When I Started This Site
I gave a quick rundown on why I started this website on my About page. But now, almost two years later, with my readership growing, I can see how it’s become more than that.
Not only did this site become the place where I stopped pretending I was fine, it’s also become a safe space for others who are navigating their own messiness, their own CPTSD, and just trying to show up for themselves.
Why I Needed a Different Kind of Space
I wanted a place where I could be honest about the messiness of healing, where progress feels like flying a kite in gale-force winds (all over the place), and understanding doesn’t magically erase old patterns.
That mattered because when I went looking for answers, most of what I found felt too clinical. I didn’t feel seen. Part of that is because CPTSD is still so misunderstood, and I wanted to contribute a narrative that felt relatable, something other people could recognize in themselves.
When I did find people talking about it, there wasn’t much about what it actually feels like to live with CPTSD on a daily basis. The showing up for work, relationships, parenting, and friendships. Not much about how it shapes the way we think, attach, argue, shut down, or disappear.
Not enough voices saying, “This is what it looks like on a Tuesday afternoon when nothing dramatic is happening, but your nervous system is still on edge.”
Saying the Quiet Parts Out Loud
I wanted to create something real.
With language that felt lived-in. I wanted honesty about the contradictions, how you can be self-aware and still get triggered, and how you can do the work and still have days where old patterns win.

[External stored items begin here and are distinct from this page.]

// Event store: parsed notes, tempo map, meter and patch changes for one piece

pub mod midi_parser;
pub mod timing;

pub use midi_parser::{parse_midi, parse_midi_bytes};

use serde::{Deserialize, Serialize};

/// General MIDI percussion channel (0-based). Notes on it are unpitched.
pub const PERCUSSION_CHANNEL: u8 = 9;

/// Number of MIDI channels
pub const CHANNEL_COUNT: usize = 16;

/// Default tempo when a piece carries no tempo events (120 BPM)
pub const DEFAULT_MICROSECONDS_PER_BEAT: u32 = 500_000;

#[derive(Debug, Clone, PartialEq, Eq, Serialize, Deserialize)]
pub struct NoteEvent {
    pub pitch: u8,
    pub velocity: u8,
    pub channel: u8,
    pub start_tick: u64,
    pub end_tick: u64,
}

impl NoteEvent {
    pub fn new(pitch: u8, velocity: u8, channel: u8, start_tick: u64, end_tick: u64) -> Self {
        Self {
            pitch: pitch.min(127),
            velocity: velocity.min(127),
            channel: channel.min(15),
            start_tick,
            end_tick: end_tick.max(start_tick),
        }
    }

    pub fn duration_ticks(&self) -> u64 {
        self.end_tick - self.start_tick
    }

    /// Whether the note is on a melodic channel (anything but percussion)
    pub fn is_pitched(&self) -> bool {
        self.channel != PERCUSSION_CHANNEL
    }
}

#[derive(Debug, Clone, PartialEq, Eq, Serialize, Deserialize)]
pub struct TempoEvent {
    pub tick: u64,
    pub microseconds_per_beat: u32,
}

#[derive(Debug, Clone, PartialEq, Eq, Serialize, Deserialize)]
pub struct TimeSignatureEvent {
    pub tick: u64,
    pub numerator: u8,
    pub denominator: u8,
}

#[derive(Debug, Clone, PartialEq, Eq, Serialize, Deserialize)]
pub struct ProgramChange {
    pub tick: u64,
    pub channel: u8,
    pub program: u8,
}

/// Immutable event stream for one piece.
///
/// Notes are kept sorted by `(start_tick, channel, pitch)` and the tempo map always
/// holds at least one entry.
#[derive(Debug, Clone, PartialEq, Serialize, Deserialize)]
pub struct EventStream {
    notes: Vec<NoteEvent>,
    tempo_map: Vec<TempoEvent>,
    time_signatures: Vec<TimeSignatureEvent>,
    program_changes: Vec<ProgramChange>,
    ticks_per_beat: u16,
}

impl EventStream {
    /// Notes are re-clamped to MIDI ranges, since `NoteEvent` fields are public
    pub fn new(notes: Vec<NoteEvent>, ticks_per_beat: u16) -> Self {
        let mut notes: Vec<NoteEvent> = notes
            .into_iter()
            .map(|n| NoteEvent::new(n.pitch, n.velocity, n.channel, n.start_tick, n.end_tick))
            .collect();
        notes.sort_by_key(|n| (n.start_tick, n.channel, n.pitch, n.end_tick));
        Self {
            notes,
            tempo_map: vec![TempoEvent {
                tick: 0,
                microseconds_per_beat: DEFAULT_MICROSECONDS_PER_BEAT,
            }],
            time_signatures: Vec::new(),
            program_changes: Vec::new(),
            ticks_per_beat: ticks_per_beat.max(1),
        }
    }

    pub fn with_tempo_map(mut self, mut tempo_map: Vec<TempoEvent>) -> Self {
        // Last valid change at a tick wins
        tempo_map.retain(|t| t.microseconds_per_beat > 0);
        tempo_map.reverse();
        tempo_map.sort_by_key(|t| t.tick);
        tempo_map.dedup_by_key(|t| t.tick);
        if tempo_map.first().map_or(true, |t| t.tick > 0) {
            tempo_map.insert(
                0,
                TempoEvent {
                    tick: 0,
                    microseconds_per_beat: DEFAULT_MICROSECONDS_PER_BEAT,
                },
            );
        }
        self.tempo_map = tempo_map;
        self
    }

    pub fn with_time_signatures(mut self, mut time_signatures: Vec<TimeSignatureEvent>) -> Self {
        time_signatures.sort_by_key(|t| t.tick);
        time_signatures.retain(|t| t.numerator > 0 && t.denominator > 0);
        self.time_signatures = time_signatures;
        self
    }

    pub fn with_program_changes(mut self, mut program_changes: Vec<ProgramChange>) -> Self {
        program_changes.sort_by_key(|p| (p.tick, p.channel));
        self.program_changes = program_changes;
        self
    }

    pub fn notes(&self) -> &[NoteEvent] {
        &self.notes
    }

    pub fn tempo_map(&self) -> &[TempoEvent] {
        &self.tempo_map
    }

    pub fn time_signatures(&self) -> &[TimeSignatureEvent] {
        &self.time_signatures
    }

    pub fn program_changes(&self) -> &[ProgramChange] {
        &self.program_changes
    }

    pub fn ticks_per_beat(&self) -> u16 {
        self.ticks_per_beat
    }

    pub fn is_empty(&self) -> bool {
        self.notes.is_empty()
    }

    /// First tick after the last sounding note. Zero-length notes still occupy their onset tick.
    pub fn end_tick(&self) -> u64 {
        self.notes
            .iter()
            .map(|n| n.end_tick.max(n.start_tick + 1))
            .max()
            .unwrap_or(0)
    }

    pub fn tick_to_seconds(&self, tick: u64) -> f64 {
        timing::tick_to_seconds(tick, self.ticks_per_beat, &self.tempo_map)
    }

    pub fn seconds_to_tick(&self, seconds: f64) -> u64 {
        timing::seconds_to_tick(seconds, self.ticks_per_beat, &self.tempo_map)
    }

    /// Convert a tick span to quarter notes
    pub fn quarter_notes(&self, ticks: u64) -> f64 {
        ticks as f64 / self.ticks_per_beat as f64
    }

    /// Tempo in effect at `tick`, in microseconds per quarter note
    pub fn tempo_at(&self, tick: u64) -> u32 {
        self.tempo_map
            .iter()
            .take_while(|t| t.tick <= tick)
            .last()
            .map_or(DEFAULT_MICROSECONDS_PER_BEAT, |t| t.microseconds_per_beat)
    }

    /// Time signature in effect at `tick`; 4/4 when none has been set
    pub fn time_signature_at(&self, tick: u64) -> (u8, u8) {
        self.time_signatures
            .iter()
            .take_while(|t| t.tick <= tick)
            .last()
            .map_or((4, 4), |t| (t.numerator, t.denominator))
    }

    /// General MIDI program selected on `channel` at `tick` (program 0 by default)
    pub fn program_at(&self, channel: u8, tick: u64) -> u8 {
        self.program_changes
            .iter()
            .take_while(|p| p.tick <= tick)
            .filter(|p| p.channel == channel)
            .last()
            .map_or(0, |p| p.program)
    }
}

So this site became that place for me.
A place to say the quiet parts out loud. A place to talk about CPTSD not as a diagnosis, but as a daily experience. And maybe, in doing that, to help someone else feel a little less broken, a little less alone, and a little more understood.
Because healing doesn’t start with fixing ourselves. It starts with being seen. With being honest. And with showing up as the real you, again and again, even when it’s uncomfortable.
What I’ve Learned After Almost Two Years
So, after almost two years of sharing my own journey, what have I learned?
I’ve learned that awareness doesn’t equal control. You can understand your patterns and still fall into them. That doesn’t mean you’re failing; it means you’re human.
I’ve learned that healing isn’t about never getting triggered. It’s about noticing sooner, recovering faster, and being a little kinder to yourself when it happens.
I’ve learned that progress often looks boring from the outside. It looks like pauses instead of reactions. Like naming what’s happening instead of acting it out. And choosing not to disappear.
I’ve learned that some days the work feels light, and other days it feels heavy, and both actually count. Growth doesn’t announce itself. Sometimes you only realize it later, when you handle something differently than you would have before.
I’ve learned that love isn’t something you find. It’s something you align yourself with after you stop abandoning yourself.
And maybe most importantly, I’ve learned that staying with myself, especially when I want to check out, is the bravest thing I do.
Still Learning, Still Here
I’m still learning. I’m still circling old wounds with new tools. But I’m no longer doing it alone or in silence.
And that, more than anything, has changed everything.
This site remains a safe place for me. A place to keep healing out loud. To keep talking about CPTSD not as a diagnosis, but as a lived, daily experience.
I’m proud of what almost two years of building this site has achieved. Every email, every message from someone saying they feel seen or a little less alone, those moments of feedback show me that this site is truly serving its purpose.
So, to every one of you that stumbled on to this site. Thank you for being here, for reading, for showing up, even in the quiet moments. I’m still learning, still growing, and still figuring this out. And knowing I’m not alone, and neither are you, makes all the difference.